31 August 2008

You Have Been Air Conditioned

By

Interiors


Canada: super-cooled in summer

Canada makes me feel very European. Obviously I haven’t, for example, understand air-conditioning. I haven’t understood its need to run 24 hours a day regardless of the weather outside. Nor have I understood why the benefits of a reliable 18.5°C room temperature so outweigh the annoyance of the rattle and hum of a wall-mounted air-conditioner.

Here’s a recording of the beige-box installed in every single room of the otherwise very comfortable Montréal hotel I recently stayed in:

[audio:air_conditioned_02.mp3]
Press play to growl

The machine’s behaviour was editable via a small digital thermostat mounted on the opposite wall. But it’s four different operating modes did lead me on an exasperating search for the well hidden “Off” function. Imaginging this thing suddenly roaring in to life at 3am amuses me no end: I’m used to Berlin tennant’s rights where an involuntary acoustic disturbance of this magnitude would be solid legal basis for dropping the rent by up to 30%.
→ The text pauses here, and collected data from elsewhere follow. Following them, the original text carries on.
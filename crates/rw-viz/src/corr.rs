//! Correlation matrices before and after reweighting (numbers-first).

use rw_core::Result;
use rw_inference::diagnostics::{max_abs_difference, weighted_correlation};
use serde::Serialize;

#[derive(Debug, Clone, Serialize)]
pub struct CorrelationArtifact {
    pub feature_names: Vec<String>,
    pub data: Vec<Vec<f64>>,
    pub mc_raw: Vec<Vec<f64>>,
    /// `None` when no MC event carries a positive finite weight.
    pub mc_reweighted: Option<Vec<Vec<f64>>>,
    /// `max |corr_mc_raw - corr_data|`.
    pub max_abs_diff_raw: f64,
    /// `max |corr_mc_reweighted - corr_data|`.
    pub max_abs_diff_reweighted: Option<f64>,
}

/// Weighted Pearson correlations of data, raw MC and reweighted MC.
pub fn correlation_artifact(
    feature_names: &[String],
    data_rows: &[&[f64]],
    mc_rows: &[&[f64]],
    mc_weights: &[f64],
) -> Result<CorrelationArtifact> {
    let data = weighted_correlation(data_rows, None)?;
    let mc_raw = weighted_correlation(mc_rows, None)?;
    let mc_reweighted = if mc_weights.iter().any(|w| w.is_finite() && *w > 0.0) {
        Some(weighted_correlation(mc_rows, Some(mc_weights))?)
    } else {
        None
    };
    Ok(CorrelationArtifact {
        feature_names: feature_names.to_vec(),
        max_abs_diff_raw: max_abs_difference(&data, &mc_raw),
        max_abs_diff_reweighted: mc_reweighted.as_deref().map(|c| max_abs_difference(&data, c)),
        data,
        mc_raw,
        mc_reweighted,
    })
}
Meanwhile, every floor of the hotel, conveniently, had its own ice machine tucked away in its own ice machine room. Not only did the door leading to this room have it own cute little frosty-ice-cube sign, differentiating it from, say, a toilet, but the door was left open, presumably allowing guests to locate the machine by sound alone. Useful at 3am for example, when the guest has been awakened by the air-conditioning machine, and has developed an understandable craving for ice cubes, and must locate the contraption in darkened coridors.

Awe-struck, I managed to film this machine before a splitting headache drove me to the lobby in the search of painkillers, a monogramed scarf and a hot mug of cocoa.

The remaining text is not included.